Strona:PL Chamfort - Charaktery i anegdoty.djvu/057

Z Wikiźródeł, wolnej biblioteki
Ta strona została uwierzytelniona.

Lord Hervey, podróżując po Włoszech, znalazł się niedaleko morza. Przeprawiając się przez lagunę, umoczył palec w wodzie. „Haha, rzekł, woda jest słona: to nasze“.

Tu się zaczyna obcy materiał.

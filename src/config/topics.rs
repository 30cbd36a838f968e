// src/config/topics.rs
//! Ordered topic configuration. Order defines section order in the digest.

use anyhow::{bail, Result};
use serde::Deserialize;
use std::collections::HashSet;

#[derive(Debug, Clone, Deserialize, PartialEq)]
pub struct Topic {
    pub key: String,
    #[serde(default)]
    pub label: String,
    #[serde(default = "default_weight")]
    pub weight: f64,
    #[serde(default)]
    pub keywords: Vec<String>,
    #[serde(default)]
    pub semantic_description: Option<String>,
}

fn default_weight() -> f64 {
    1.0
}

impl Topic {
    pub fn new(key: &str, label: &str, weight: f64, keywords: &[&str]) -> Self {
        Self {
            key: key.to_string(),
            label: label.to_string(),
            weight,
            keywords: keywords.iter().map(|k| k.to_string()).collect(),
            semantic_description: None,
        }
    }

    pub fn with_description(mut self, description: &str) -> Self {
        self.semantic_description = Some(description.to_string());
        self
    }

    /// Label shown as the section title; falls back to the key.
    pub fn display_label(&self) -> &str {
        if self.label.trim().is_empty() {
            &self.key
        } else {
            &self.label
        }
    }

    /// Text embedded for this topic: explicit description, else `label: kw1, kw2`.
    pub fn semantic_text(&self) -> String {
        match self.semantic_description.as_deref().map(str::trim) {
            Some(d) if !d.is_empty() => d.to_string(),
            _ => format!("{}: {}", self.display_label(), self.keywords.join(", ")),
        }
    }
}

/// Validated, ordered topic list.
#[derive(Debug, Clone, Default, PartialEq)]
pub struct Topics(Vec<Topic>);

impl Topics {
    /// Validate once: unique non-empty keys, finite non-negative weights.
    /// Blank keywords are dropped (an empty needle would match everywhere).
    pub fn new(topics: Vec<Topic>) -> Result<Self> {
        let mut seen = HashSet::new();
        let mut out = Vec::with_capacity(topics.len());
        for mut t in topics {
            t.key = t.key.trim().to_string();
            if t.key.is_empty() {
                bail!("topic with empty key");
            }
            if !seen.insert(t.key.clone()) {
                bail!("duplicate topic key `{}`", t.key);
            }
            if !t.weight.is_finite() || t.weight < 0.0 {
                bail!("topic `{}` has invalid weight {}", t.key, t.weight);
            }
            let before = t.keywords.len();
            t.keywords.retain(|k| !k.trim().is_empty());
            if t.keywords.len() != before {
                tracing::warn!(topic = %t.key, dropped = before - t.keywords.len(), "blank keywords ignored");
            }
            out.push(t);
        }
        Ok(Self(out))
    }

    pub fn iter(&self) -> std::slice::Iter<'_, Topic> {
        self.0.iter()
    }

    pub fn len(&self) -> usize {
        self.0.len()
    }

    pub fn is_empty(&self) -> bool {
        self.0.is_empty()
    }

    pub fn get(&self, key: &str) -> Option<&Topic> {
        self.0.iter().find(|t| t.key == key)
    }

    pub fn keys(&self) -> impl Iterator<Item = &str> {
        self.0.iter().map(|t| t.key.as_str())
    }
}

impl<'a> IntoIterator for &'a Topics {
    type Item = &'a Topic;
    type IntoIter = std::slice::Iter<'a, Topic>;

    fn into_iter(self) -> Self::IntoIter {
        self.0.iter()
    }
}
// src/state/mod.rs
//! Explicit run state passed into and returned from the pipeline: seen items
//! and the last successful run. No globals; callers run one pipeline at a time.

pub mod seen;

use anyhow::{Context, Result};
use chrono::{DateTime, Duration, Utc};
use serde::{Deserialize, Serialize};
use std::fs;
use std::path::{Path, PathBuf};

pub use seen::{SeenState, SEEN_RETENTION_DAYS};

const SEEN_FILE: &str = "seen_items.json";
const LAST_RUN_FILE: &str = "last_run.json";

#[derive(Debug, Clone, Serialize, Deserialize, PartialEq)]
struct LastRunFile {
    last_run: DateTime<Utc>,
}

#[derive(Debug, Clone, Default)]
pub struct RunState {
    pub seen: SeenState,
    pub last_run: Option<DateTime<Utc>>,
}

impl RunState {
    /// True when forced, never ran, or at least `interval` has passed.
    pub fn should_run(&self, interval: Duration, force: bool, now: DateTime<Utc>) -> bool {
        if force {
            return true;
        }
        match self.last_run {
            None => true,
            Some(last) => now - last >= interval,
        }
    }
}

/// File-backed store for [`RunState`] under one directory.
#[derive(Debug, Clone)]
pub struct StateStore {
    dir: PathBuf,
}

impl StateStore {
    pub fn new(dir: impl Into<PathBuf>) -> Self {
        Self { dir: dir.into() }
    }

    pub fn seen_path(&self) -> PathBuf {
        self.dir.join(SEEN_FILE)
    }

    pub fn last_run_path(&self) -> PathBuf {
        self.dir.join(LAST_RUN_FILE)
    }

    /// Never fails: broken files read as "no state".
    pub fn load(&self) -> RunState {
        RunState {
            seen: SeenState::load(&self.seen_path()),
            last_run: read_last_run(&self.last_run_path()),
        }
    }

    /// Merge `digested` into seen-state, prune, and persist both files.
    pub fn commit<'a, I>(&self, state: &mut RunState, digested: I, now: DateTime<Utc>) -> Result<()>
    where
        I: IntoIterator<Item = &'a crate::item::NewsItem>,
    {
        state.seen.commit(digested, now, &self.seen_path())?;
        state.last_run = Some(now);
        write_last_run(&self.last_run_path(), now)
    }
}

fn read_last_run(path: &Path) -> Option<DateTime<Utc>> {
    let text = fs::read_to_string(path).ok()?;
    match serde_json::from_str::<LastRunFile>(&text) {
        Ok(f) => Some(f.last_run),
        Err(e) => {
            tracing::warn!(path = %path.display(), error = %e, "ignoring malformed last-run file");
            None
        }
    }
}

fn write_last_run(path: &Path, now: DateTime<Utc>) -> Result<()> {
    if let Some(dir) = path.parent() {
        fs::create_dir_all(dir)?;
    }
    let json = serde_json::to_string(&LastRunFile { last_run: now })?;
    fs::write(path, json).with_context(|| format!("writing {}", path.display()))
}
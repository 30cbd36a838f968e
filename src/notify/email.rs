// src/notify/email.rs
use anyhow::{bail, Context, Result};
use async_trait::async_trait;
use lettre::message::{Mailbox, Message, MultiPart};
use lettre::transport::smtp::{authentication::Credentials, AsyncSmtpTransport};
use lettre::{AsyncTransport, Tokio1Executor};
use std::collections::HashSet;
use std::fmt::Write as _;

use super::DigestNotifier;
use crate::config::EmailConfig;
use crate::item::Digest;
use crate::llm::summarizer::{projects_from_json, ProjectIdea};

const MAX_PICKS: usize = 3;

pub fn subject(digest: &Digest) -> String {
    format!("AI News Digest - {}", digest.generated_at.format("%b %d, %Y"))
}

fn picks(digest: &Digest) -> Vec<ProjectIdea> {
    let mut p = projects_from_json(&digest.project_recommendations);
    p.truncate(MAX_PICKS);
    p
}

pub fn render_plaintext(digest: &Digest) -> String {
    let mut lines = vec![
        format!("AI NEWS DIGEST - {}", digest.generated_at.format("%B %d, %Y")),
        format!("{} items from {} sources", digest.total_items, digest.sources_checked),
        String::new(),
        "TL;DR".to_string(),
        digest.intro_summary.clone(),
        String::new(),
    ];
    for section in &digest.sections {
        lines.push(format!("--- {} ---", section.title));
        for item in &section.items {
            lines.push(format!("  [{}] {}", item.source_name, item.title));
            lines.push(format!("  {}", item.url));
            if !item.summary.is_empty() {
                lines.push(format!("  {}", item.summary));
            }
            lines.push(String::new());
        }
    }
    let picks = picks(digest);
    if !picks.is_empty() {
        lines.push("--- Build This ---".to_string());
        for (i, p) in picks.iter().enumerate() {
            lines.push(format!("  {}. {} [{}]", i + 1, p.name, p.category));
            lines.push(format!("     {}", p.description));
            lines.push(format!("     Why: {}", p.why));
            if !p.url.is_empty() {
                lines.push(format!("     {}", p.url));
            }
            lines.push(String::new());
        }
    }
    lines.join("\n")
}

/// Minimal HTML alternative; every interpolated value is escaped.
pub fn render_html(digest: &Digest) -> String {
    use html_escape::{encode_double_quoted_attribute as attr, encode_text as text};

    let mut h = String::new();
    let _ = write!(
        h,
        "<html><body style=\"font-family:sans-serif;max-width:680px\">\
         <h1>AI News Digest</h1><p>{} &middot; {} items from {} sources</p>",
        digest.generated_at.format("%B %d, %Y"),
        digest.total_items,
        digest.sources_checked
    );
    if !digest.intro_summary.is_empty() {
        let _ = write!(h, "<h2>TL;DR</h2><p>{}</p>", text(&digest.intro_summary));
    }
    for section in &digest.sections {
        let _ = write!(h, "<h2>{}</h2><ul>", text(&section.title));
        for item in &section.items {
            let _ = write!(
                h,
                "<li><a href=\"{}\">{}</a> <small>{}</small>",
                attr(&item.url),
                text(&item.title),
                text(&item.source_name)
            );
            if !item.summary.is_empty() {
                let _ = write!(h, "<p>{}</p>", text(&item.summary));
            }
            h.push_str("</li>");
        }
        h.push_str("</ul>");
    }
    let picks = picks(digest);
    if !picks.is_empty() {
        h.push_str("<h2>Build This</h2><ol>");
        for p in &picks {
            let _ = write!(
                h,
                "<li><b>{}</b> [{}]<p>{}</p><p>Why: {}</p></li>",
                text(&p.name),
                text(&p.category),
                text(&p.description),
                text(&p.why)
            );
        }
        h.push_str("</ol>");
    }
    h.push_str("</body></html>");
    h
}

/// Trimmed, case-insensitively unique, first occurrence wins.
pub fn unique_recipients(list: &[String]) -> Vec<String> {
    let mut seen = HashSet::new();
    list.iter()
        .map(|r| r.trim())
        .filter(|r| !r.is_empty() && seen.insert(r.to_lowercase()))
        .map(str::to_string)
        .collect()
}

pub struct EmailSender {
    mailer: AsyncSmtpTransport<Tokio1Executor>,
    from: Mailbox,
    to: Vec<Mailbox>,
}

impl EmailSender {
    /// SMTP over implicit TLS on the configured port.
    pub fn from_config(cfg: &EmailConfig) -> Result<Self> {
        let recipients = unique_recipients(&cfg.recipients);
        if recipients.is_empty() {
            bail!("email.recipients is empty");
        }
        let to = recipients
            .iter()
            .map(|r| r.parse::<Mailbox>().with_context(|| format!("invalid recipient {r}")))
            .collect::<Result<Vec<_>>>()?;
        let from: Mailbox = cfg
            .sender_email
            .parse()
            .with_context(|| format!("invalid sender {}", cfg.sender_email))?;

        let creds = Credentials::new(cfg.sender_email.clone(), cfg.sender_password.clone());
        let mailer = AsyncSmtpTransport::<Tokio1Executor>::relay(&cfg.smtp_server)
            .with_context(|| format!("invalid smtp server {}", cfg.smtp_server))?
            .port(cfg.smtp_port)
            .credentials(creds)
            .build();

        Ok(Self { mailer, from, to })
    }

    /// One message per recipient. Returns how many were sent.
    pub async fn send_digest(&self, digest: &Digest) -> Result<usize> {
        let subject = subject(digest);
        let plain = render_plaintext(digest);
        let html = render_html(digest);

        let mut sent = 0;
        for to in &self.to {
            let msg = Message::builder()
                .from(self.from.clone())
                .to(to.clone())
                .subject(subject.clone())
                .multipart(MultiPart::alternative_plain_html(plain.clone(), html.clone()))
                .context("build email")?;
            self.mailer.send(msg).await.with_context(|| format!("send email to {to}"))?;
            tracing::info!(to = %to, "digest email sent");
            sent += 1;
        }
        Ok(sent)
    }
}

#[async_trait]
impl DigestNotifier for EmailSender {
    async fn deliver(&self, digest: &Digest) -> Result<()> {
        self.send_digest(digest).await.map(|_| ())
    }

    fn name(&self) -> &str {
        "email"
    }
}
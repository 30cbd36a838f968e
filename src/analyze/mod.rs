// src/analyze/mod.rs
//! Ranking core entry: dedup → keyword → optional semantic → inclusion →
//! select → group.
//!
//! `rank` never fails. A missing reranker means keyword-only ranking; backend
//! trouble inside the reranker degrades to zero vectors.

pub mod embedding;
pub mod keyword;
pub mod select;
pub mod semantic;

use metrics::counter;
use tracing::info;

use crate::config::Topics;
use crate::item::{DigestSection, NewsItem};
use crate::state::SeenState;

pub use embedding::{build_embedder, cosine_similarity, EmbeddingBackend};
pub use select::{group_into_sections, qualifies, sort_and_limit, SEMANTIC_NOISE_FLOOR};
pub use semantic::{RerankStats, SemanticReranker};

/// Counts reported for one ranking pass.
#[derive(Debug, Clone, Default, PartialEq)]
pub struct RankStats {
    pub fetched: usize,
    pub fresh: usize,
    pub keyword_matched: usize,
    /// Present when the semantic stage ran.
    pub rerank: Option<RerankStats>,
    /// Qualifying items whose score is at or below [`SEMANTIC_NOISE_FLOOR`].
    pub near_noise_floor: usize,
    pub excluded: usize,
    pub selected: usize,
}

#[derive(Debug, Clone, Default)]
pub struct Ranked {
    pub sections: Vec<DigestSection>,
    pub stats: RankStats,
}

impl Ranked {
    pub fn is_empty(&self) -> bool {
        self.sections.is_empty()
    }

    pub fn total_items(&self) -> usize {
        self.sections.iter().map(|s| s.items.len()).sum()
    }

    /// Items in section order, for seen-state commits.
    pub fn items(&self) -> impl Iterator<Item = &NewsItem> {
        self.sections.iter().flat_map(|s| s.items.iter())
    }
}

/// Rank raw fetched items into topic sections.
pub async fn rank(
    items: Vec<NewsItem>,
    seen: &SeenState,
    topics: &Topics,
    reranker: Option<&SemanticReranker>,
    max_items: usize,
) -> Ranked {
    let mut stats = RankStats {
        fetched: items.len(),
        ..Default::default()
    };

    let fresh = seen.filter_new(items);
    stats.fresh = fresh.len();
    counter!("ranking_deduplicated_total").increment((stats.fetched - stats.fresh) as u64);
    info!(target: "ranking", kept = stats.fresh, dropped = stats.fetched - stats.fresh, "dedup against seen-state");

    let scored = keyword::score_items(fresh, topics);
    stats.keyword_matched = scored.iter().filter(|i| i.score > 0.0).count();
    counter!("ranking_keyword_matched_total").increment(stats.keyword_matched as u64);
    info!(target: "ranking", matched = stats.keyword_matched, total = scored.len(), "keyword scoring");

    let mut candidates = match reranker {
        Some(r) => {
            let (out, rs) = r.rerank(scored, topics).await;
            info!(
                target: "ranking",
                backend = r.backend_name(),
                rescued = rs.rescued,
                fallback_batches = rs.fallback_batches,
                "semantic rerank"
            );
            stats.rerank = Some(rs);
            out
        }
        None => {
            info!(target: "ranking", "no embedding backend; keyword-only ranking");
            scored
        }
    };

    stats.excluded = select::retain_qualified(&mut candidates);
    stats.near_noise_floor = candidates
        .iter()
        .filter(|i| i.score <= SEMANTIC_NOISE_FLOOR)
        .count();

    let selected = sort_and_limit(candidates, max_items);
    stats.selected = selected.len();
    counter!("ranking_selected_total").increment(stats.selected as u64);
    info!(
        target: "ranking",
        excluded = stats.excluded,
        selected = stats.selected,
        max_items,
        "selection"
    );

    Ranked {
        sections: group_into_sections(selected, topics),
        stats,
    }
}
// src/metrics.rs
use anyhow::{Context, Result};
use axum::{routing::get, Router};
use metrics::{describe_counter, describe_gauge, describe_histogram};
use metrics_exporter_prometheus::{PrometheusBuilder, PrometheusHandle};
use tracing::info;

pub struct Metrics {
    pub handle: PrometheusHandle,
}

impl Metrics {
    /// Install the Prometheus recorder (once per process) and describe every
    /// series the pipeline emits.
    pub fn init() -> Result<Self> {
        let handle = PrometheusBuilder::new()
            .install_recorder()
            .context("prometheus: install recorder")?;
        describe_all();
        Ok(Self { handle })
    }

    /// Sample lines of the current exposition (no `# HELP`/`# TYPE`).
    pub fn summary(&self) -> Vec<String> {
        self.handle
            .render()
            .lines()
            .filter(|l| !l.trim().is_empty() && !l.starts_with('#'))
            .map(str::to_string)
            .collect()
    }

    /// One-shot runs have no scrape endpoint; log the series instead.
    pub fn log_summary(&self) {
        for line in self.summary() {
            info!(target: "metrics", "{line}");
        }
    }

    /// Returns a router exposing `/metrics` with the Prometheus exposition format.
    pub fn router(&self) -> Router {
        let handle = self.handle.clone();
        Router::new().route(
            "/metrics",
            get(move || {
                let h = handle.clone();
                async move { h.render() }
            }),
        )
    }
}

pub fn describe_all() {
    describe_counter!("ingest_items_total", "Items parsed from feeds, by source kind.");
    describe_counter!("ingest_fetched_total", "Items after cross-source URL de-duplication.");
    describe_counter!("ingest_provider_errors_total", "Provider fetch/parse errors.");
    describe_histogram!("ingest_parse_ms", "Feed parse time in milliseconds.");
    describe_gauge!("ingest_last_fetch_ts", "Unix ts of the last fetch.");

    describe_counter!("ranking_deduplicated_total", "Items dropped as already seen.");
    describe_counter!("ranking_keyword_matched_total", "Items with a positive keyword score.");
    describe_counter!("ranking_semantic_rescued_total", "Zero-keyword items assigned a topic by similarity.");
    describe_counter!("ranking_embedding_fallback_total", "Embedding batches replaced with zero vectors.");
    describe_counter!("ranking_selected_total", "Items selected into digests.");

    describe_counter!("ai_calls_total", "Real text-generation calls, by provider.");
    describe_counter!("digest_runs_total", "Pipeline runs, by outcome.");
    describe_gauge!("digest_last_run_ts", "Unix ts of the last completed digest.");
}
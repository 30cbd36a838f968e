// src/analyze/select.rs
//! Inclusion, selection and grouping into topic sections.

use std::cmp::Ordering;
use tracing::warn;

use crate::config::Topics;
use crate::item::{DigestSection, NewsItem};

/// Bonus below which a semantic-only score is treated as noise. Reported only;
/// inclusion is decided by [`qualifies`].
pub const SEMANTIC_NOISE_FLOOR: f64 = 0.5;

/// One predicate for both modes: at least one matched topic and a positive score.
pub fn qualifies(item: &NewsItem) -> bool {
    !item.matched_topics.is_empty() && item.score > 0.0
}

/// Keep qualifying items, preserving order. Returns how many were dropped.
pub fn retain_qualified(items: &mut Vec<NewsItem>) -> usize {
    let before = items.len();
    items.retain(qualifies);
    before - items.len()
}

/// Stable sort by score (descending), then truncate.
pub fn sort_and_limit(mut items: Vec<NewsItem>, max_items: usize) -> Vec<NewsItem> {
    items.sort_by(|a, b| b.score.partial_cmp(&a.score).unwrap_or(Ordering::Equal));
    items.truncate(max_items);
    items
}

/// One section per topic with items, in config order; each item goes to its
/// primary topic. Items without a known primary topic are dropped and logged.
pub fn group_into_sections(items: Vec<NewsItem>, topics: &Topics) -> Vec<DigestSection> {
    let mut buckets: Vec<Vec<NewsItem>> = vec![Vec::new(); topics.len()];

    for item in items {
        let slot = item
            .primary_topic()
            .and_then(|key| topics.keys().position(|k| k == key));
        match slot {
            Some(i) => buckets[i].push(item),
            None => warn!(
                target: "ranking",
                url = %item.url,
                primary = ?item.primary_topic(),
                "item reached grouping without a configured topic; dropped"
            ),
        }
    }

    topics
        .iter()
        .zip(buckets)
        .filter(|(_, b)| !b.is_empty())
        .map(|(t, items)| DigestSection {
            title: t.display_label().to_string(),
            topic_key: t.key.clone(),
            items,
        })
        .collect()
}
// src/ingest/mod.rs
pub mod enrich;
pub mod providers;
pub mod types;

use std::collections::HashSet;
use std::sync::Arc;

use metrics::{counter, gauge};
use once_cell::sync::Lazy;
use regex::Regex;
use tokio::task::JoinSet;

use crate::config::{FeedGroup, ScheduleConfig, SourcesConfig};
use crate::ingest::providers::{github::GithubSearchProvider, rss::FeedProvider};
use crate::ingest::types::SourceProvider;
use crate::item::{truncate_chars, NewsItem, SourceKind};

pub use enrich::Enricher;

static RE_TAGS: Lazy<Regex> = Lazy::new(|| Regex::new(r"(?is)<[^>]+>").expect("tag regex"));
static RE_WS: Lazy<Regex> = Lazy::new(|| Regex::new(r"\s+").expect("whitespace regex"));

/// Plain text from feed HTML: decode entities, strip tags, collapse
/// whitespace, cap at `max_chars`.
pub fn normalize_text(s: &str, max_chars: usize) -> String {
    // decode twice: feeds often double-escape markup inside descriptions
    let decoded = html_escape::decode_html_entities(s);
    let stripped = RE_TAGS.replace_all(&decoded, " ");
    let decoded = html_escape::decode_html_entities(&stripped);
    let stripped = RE_TAGS.replace_all(&decoded, " ");
    let collapsed = RE_WS.replace_all(&stripped, " ");
    truncate_chars(collapsed.trim(), max_chars)
}

/// Keep the first item per URL. Returns how many were dropped.
pub fn dedup_by_url(items: &mut Vec<NewsItem>) -> usize {
    let before = items.len();
    let mut seen = HashSet::new();
    items.retain(|i| seen.insert(i.url.clone()));
    before - items.len()
}

/// Providers for every configured feed and the GitHub search queries.
pub fn build_providers(sources: &SourcesConfig, schedule: &ScheduleConfig) -> Vec<Arc<dyn SourceProvider>> {
    let mut out: Vec<Arc<dyn SourceProvider>> = Vec::new();
    let groups: [(&FeedGroup, SourceKind); 3] = [
        (&sources.reddit, SourceKind::ForumPost),
        (&sources.youtube, SourceKind::Video),
        (&sources.news, SourceKind::FeedArticle),
    ];
    for (group, kind) in groups {
        for feed in &group.feeds {
            out.push(Arc::new(
                FeedProvider::from_url(&feed.name, &feed.url, kind)
                    .max_items(schedule.max_items_per_source)
                    .lookback_hours(schedule.lookback_hours),
            ));
        }
    }
    if !sources.github.search_queries.is_empty() {
        out.push(Arc::new(GithubSearchProvider::new(sources.github.search_queries.clone())));
    }
    out
}

/// Run all providers concurrently. Output keeps provider order; a failing
/// provider is logged and contributes nothing. URLs are de-duplicated across
/// providers.
pub async fn fetch_all(providers: &[Arc<dyn SourceProvider>]) -> Vec<NewsItem> {
    let mut set = JoinSet::new();
    for (idx, p) in providers.iter().enumerate() {
        let p = Arc::clone(p);
        set.spawn(async move {
            let res = p.fetch_latest().await;
            (idx, p.name().to_string(), res)
        });
    }

    let mut batches: Vec<Option<Vec<NewsItem>>> = vec![None; providers.len()];
    while let Some(joined) = set.join_next().await {
        match joined {
            Ok((idx, _, Ok(items))) => batches[idx] = Some(items),
            Ok((_, name, Err(e))) => {
                tracing::warn!(error = ?e, provider = %name, "provider error");
                counter!("ingest_provider_errors_total").increment(1);
            }
            Err(e) => {
                tracing::warn!(error = %e, "provider task failed");
                counter!("ingest_provider_errors_total").increment(1);
            }
        }
    }

    let mut all: Vec<NewsItem> = batches.into_iter().flatten().flatten().collect();
    let dupes = dedup_by_url(&mut all);

    counter!("ingest_fetched_total").increment(all.len() as u64);
    gauge!("ingest_last_fetch_ts").set(chrono::Utc::now().timestamp() as f64);
    tracing::info!(items = all.len(), duplicates = dupes, providers = providers.len(), "fetched all sources");
    all
}
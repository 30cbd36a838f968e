// src/lib.rs
// Public library surface for the binary and integration tests.

pub mod analyze;
pub mod api;
pub mod config;
pub mod error;
pub mod export;
pub mod ingest;
pub mod item;
pub mod llm;
pub mod metrics;
pub mod net;
pub mod notify;
pub mod pipeline;
pub mod retry;
pub mod state;

pub use crate::api::router;
pub use crate::pipeline::{DigestRunner, RunOptions, RunOutcome};

use tracing_subscriber::{fmt, prelude::*, EnvFilter};

pub const ENV_LOG_FORMAT: &str = "DIGEST_LOG_FORMAT";

/// Install the global subscriber. `RUST_LOG` overrides the default filter;
/// `DIGEST_LOG_FORMAT=json` switches to JSON lines. Safe to call twice.
pub fn init_tracing() {
    let filter = EnvFilter::try_from_default_env()
        .unwrap_or_else(|_| EnvFilter::new("ai_news_digest=info,warn"));

    let json = std::env::var(ENV_LOG_FORMAT).is_ok_and(|v| v.eq_ignore_ascii_case("json"));
    let registry = tracing_subscriber::registry().with(filter);
    let _ = if json {
        registry.with(fmt::layer().json()).try_init()
    } else {
        registry.with(fmt::layer().compact()).try_init()
    };
}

Pan d’Aiguillon, w czasie gdy był kochankiem pani du Barry, złapał gdzieindziej brzydką chorobę; sądził, że jest zgubiony, myśląc że jej udzielił hrabinie. Szczęściem nie było tak. Podczas kuracji, która mu się wydawała bardzo długa i w czasie której musiał się wstrzymać od pani du Barry, powiadał lekarzowi: „Jestem zgubiony, jeśli się pan nie pośpieszy“. Lekarz ów, to był pan Busson, który go wyleczył swego czasu w Bretanji ze śmiertelnej choroby, gdy inni lekarze zwątpili. Pamięć tej lichej przysługi wyświadczonej prowincji sprawiła, że po upadku pana d’Aiguillon odebrano Bussonowi wszystkie posady. Kiedy ów został ministrem, bardzo długo nie czynił nic dla Bussona, który, widząc jak książę postępuje z Linguetem, powiadał: „Pan d’Aiguillon nie zaniedbuje nic i nikogo, z wyjątkiem tych którzy mu ocalili honor i życie“.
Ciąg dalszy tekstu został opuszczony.